EXERCISE: The lines from the first line of the entries through the line containing "#[repr(u32)]" are to be repeated exactly, with both of those lines included.

───── RECORDS SUPPLIED ─────

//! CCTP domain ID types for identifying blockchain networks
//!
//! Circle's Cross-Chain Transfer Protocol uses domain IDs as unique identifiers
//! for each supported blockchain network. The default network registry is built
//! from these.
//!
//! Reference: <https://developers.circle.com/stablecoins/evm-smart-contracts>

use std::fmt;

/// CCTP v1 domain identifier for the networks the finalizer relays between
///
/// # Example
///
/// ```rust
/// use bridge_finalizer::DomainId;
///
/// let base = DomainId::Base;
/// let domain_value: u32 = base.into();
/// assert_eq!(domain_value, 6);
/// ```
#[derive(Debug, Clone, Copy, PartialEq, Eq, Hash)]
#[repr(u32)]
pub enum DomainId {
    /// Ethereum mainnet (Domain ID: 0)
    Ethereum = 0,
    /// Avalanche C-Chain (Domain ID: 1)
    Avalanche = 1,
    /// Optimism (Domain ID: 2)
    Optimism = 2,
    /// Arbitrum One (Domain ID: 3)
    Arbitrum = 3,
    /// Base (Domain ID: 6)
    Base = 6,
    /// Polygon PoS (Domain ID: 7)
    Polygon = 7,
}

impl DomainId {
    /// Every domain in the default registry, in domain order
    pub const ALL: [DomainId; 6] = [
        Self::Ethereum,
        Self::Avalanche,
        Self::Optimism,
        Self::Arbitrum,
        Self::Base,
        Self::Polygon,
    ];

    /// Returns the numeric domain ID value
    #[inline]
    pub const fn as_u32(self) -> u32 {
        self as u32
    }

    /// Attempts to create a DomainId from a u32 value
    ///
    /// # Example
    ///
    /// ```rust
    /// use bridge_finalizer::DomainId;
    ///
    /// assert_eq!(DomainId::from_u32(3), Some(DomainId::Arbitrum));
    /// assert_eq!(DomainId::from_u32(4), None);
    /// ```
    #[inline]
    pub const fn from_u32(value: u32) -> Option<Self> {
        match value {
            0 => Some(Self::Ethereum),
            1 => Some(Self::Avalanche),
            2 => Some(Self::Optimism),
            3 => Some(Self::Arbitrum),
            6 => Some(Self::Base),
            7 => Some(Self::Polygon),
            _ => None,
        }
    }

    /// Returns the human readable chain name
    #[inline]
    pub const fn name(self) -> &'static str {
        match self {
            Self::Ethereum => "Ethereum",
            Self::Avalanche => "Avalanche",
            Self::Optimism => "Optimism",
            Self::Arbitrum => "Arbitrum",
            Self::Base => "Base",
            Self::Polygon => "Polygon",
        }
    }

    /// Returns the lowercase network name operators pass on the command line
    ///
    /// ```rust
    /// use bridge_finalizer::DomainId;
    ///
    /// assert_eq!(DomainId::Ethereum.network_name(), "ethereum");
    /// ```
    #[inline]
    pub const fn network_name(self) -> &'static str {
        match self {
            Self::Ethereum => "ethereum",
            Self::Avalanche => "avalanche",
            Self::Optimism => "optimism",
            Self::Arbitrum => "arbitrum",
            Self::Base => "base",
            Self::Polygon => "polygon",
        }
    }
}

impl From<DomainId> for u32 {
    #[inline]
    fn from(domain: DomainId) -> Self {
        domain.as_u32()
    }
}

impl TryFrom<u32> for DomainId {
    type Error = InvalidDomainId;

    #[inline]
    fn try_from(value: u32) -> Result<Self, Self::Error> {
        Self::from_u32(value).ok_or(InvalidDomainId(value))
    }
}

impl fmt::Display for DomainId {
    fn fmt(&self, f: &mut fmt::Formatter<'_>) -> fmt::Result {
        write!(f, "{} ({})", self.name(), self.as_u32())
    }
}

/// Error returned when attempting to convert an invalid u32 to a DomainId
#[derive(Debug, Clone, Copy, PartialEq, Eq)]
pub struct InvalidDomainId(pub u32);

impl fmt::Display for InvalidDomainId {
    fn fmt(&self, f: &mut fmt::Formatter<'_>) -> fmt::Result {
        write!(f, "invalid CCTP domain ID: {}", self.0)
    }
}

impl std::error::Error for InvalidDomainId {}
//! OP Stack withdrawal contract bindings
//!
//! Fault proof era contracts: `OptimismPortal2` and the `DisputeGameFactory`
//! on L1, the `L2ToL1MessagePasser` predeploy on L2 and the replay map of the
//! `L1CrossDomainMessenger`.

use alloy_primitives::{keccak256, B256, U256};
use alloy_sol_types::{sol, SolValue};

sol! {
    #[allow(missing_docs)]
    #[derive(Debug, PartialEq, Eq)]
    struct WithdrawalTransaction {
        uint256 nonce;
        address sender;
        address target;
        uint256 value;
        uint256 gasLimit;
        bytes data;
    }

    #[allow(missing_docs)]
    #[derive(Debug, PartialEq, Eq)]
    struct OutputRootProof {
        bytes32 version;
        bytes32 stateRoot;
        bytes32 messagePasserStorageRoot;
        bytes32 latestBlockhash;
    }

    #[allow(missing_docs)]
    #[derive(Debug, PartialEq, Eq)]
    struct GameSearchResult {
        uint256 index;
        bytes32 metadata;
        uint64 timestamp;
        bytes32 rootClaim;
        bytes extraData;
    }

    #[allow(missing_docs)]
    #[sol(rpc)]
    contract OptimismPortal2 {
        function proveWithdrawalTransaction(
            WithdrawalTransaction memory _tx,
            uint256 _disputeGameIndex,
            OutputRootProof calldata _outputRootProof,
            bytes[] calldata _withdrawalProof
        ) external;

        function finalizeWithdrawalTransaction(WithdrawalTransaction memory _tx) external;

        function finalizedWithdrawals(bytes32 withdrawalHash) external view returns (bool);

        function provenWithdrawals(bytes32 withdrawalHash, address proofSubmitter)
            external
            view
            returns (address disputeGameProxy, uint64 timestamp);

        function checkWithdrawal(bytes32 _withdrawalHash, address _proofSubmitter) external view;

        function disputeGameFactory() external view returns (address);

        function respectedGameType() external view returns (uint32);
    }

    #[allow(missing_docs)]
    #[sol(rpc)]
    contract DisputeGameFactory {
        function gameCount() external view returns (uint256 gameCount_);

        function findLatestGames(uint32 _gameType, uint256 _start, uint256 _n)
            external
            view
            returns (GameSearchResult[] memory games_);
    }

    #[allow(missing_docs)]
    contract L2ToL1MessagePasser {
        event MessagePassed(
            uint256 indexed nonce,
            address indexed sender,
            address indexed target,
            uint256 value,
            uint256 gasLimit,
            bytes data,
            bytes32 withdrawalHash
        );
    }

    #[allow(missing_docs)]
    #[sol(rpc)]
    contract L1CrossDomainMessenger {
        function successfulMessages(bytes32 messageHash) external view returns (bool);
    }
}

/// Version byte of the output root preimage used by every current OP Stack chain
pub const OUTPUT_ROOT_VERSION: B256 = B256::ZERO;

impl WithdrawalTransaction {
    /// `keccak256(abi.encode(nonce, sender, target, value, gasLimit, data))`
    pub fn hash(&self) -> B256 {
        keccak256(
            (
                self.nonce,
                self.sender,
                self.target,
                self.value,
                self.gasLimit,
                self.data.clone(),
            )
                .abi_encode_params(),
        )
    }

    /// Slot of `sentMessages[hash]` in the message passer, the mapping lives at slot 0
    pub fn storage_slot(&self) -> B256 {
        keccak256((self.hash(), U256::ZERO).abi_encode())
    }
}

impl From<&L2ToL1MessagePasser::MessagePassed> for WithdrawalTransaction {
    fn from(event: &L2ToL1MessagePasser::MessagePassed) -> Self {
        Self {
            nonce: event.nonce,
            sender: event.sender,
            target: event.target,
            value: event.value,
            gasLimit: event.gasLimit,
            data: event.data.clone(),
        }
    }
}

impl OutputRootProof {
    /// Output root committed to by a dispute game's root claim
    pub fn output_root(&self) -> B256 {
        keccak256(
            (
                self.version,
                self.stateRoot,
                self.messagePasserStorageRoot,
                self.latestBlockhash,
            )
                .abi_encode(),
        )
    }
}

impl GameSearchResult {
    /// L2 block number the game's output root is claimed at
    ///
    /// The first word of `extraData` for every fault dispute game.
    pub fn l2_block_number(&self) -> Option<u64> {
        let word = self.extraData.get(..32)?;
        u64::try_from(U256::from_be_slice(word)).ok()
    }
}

─────

WORKED SOLUTION:
//! CCTP domain ID types for identifying blockchain networks
//!
//! Circle's Cross-Chain Transfer Protocol uses domain IDs as unique identifiers
//! for each supported blockchain network. The default network registry is built
//! from these.
//!
//! Reference: <https://developers.circle.com/stablecoins/evm-smart-contracts>

use std::fmt;

/// CCTP v1 domain identifier for the networks the finalizer relays between
///
/// # Example
///
/// ```rust
/// use bridge_finalizer::DomainId;
///
/// let base = DomainId::Base;
/// let domain_value: u32 = base.into();
/// assert_eq!(domain_value, 6);
/// ```
#[derive(Debug, Clone, Copy, PartialEq, Eq, Hash)]
#[repr(u32)]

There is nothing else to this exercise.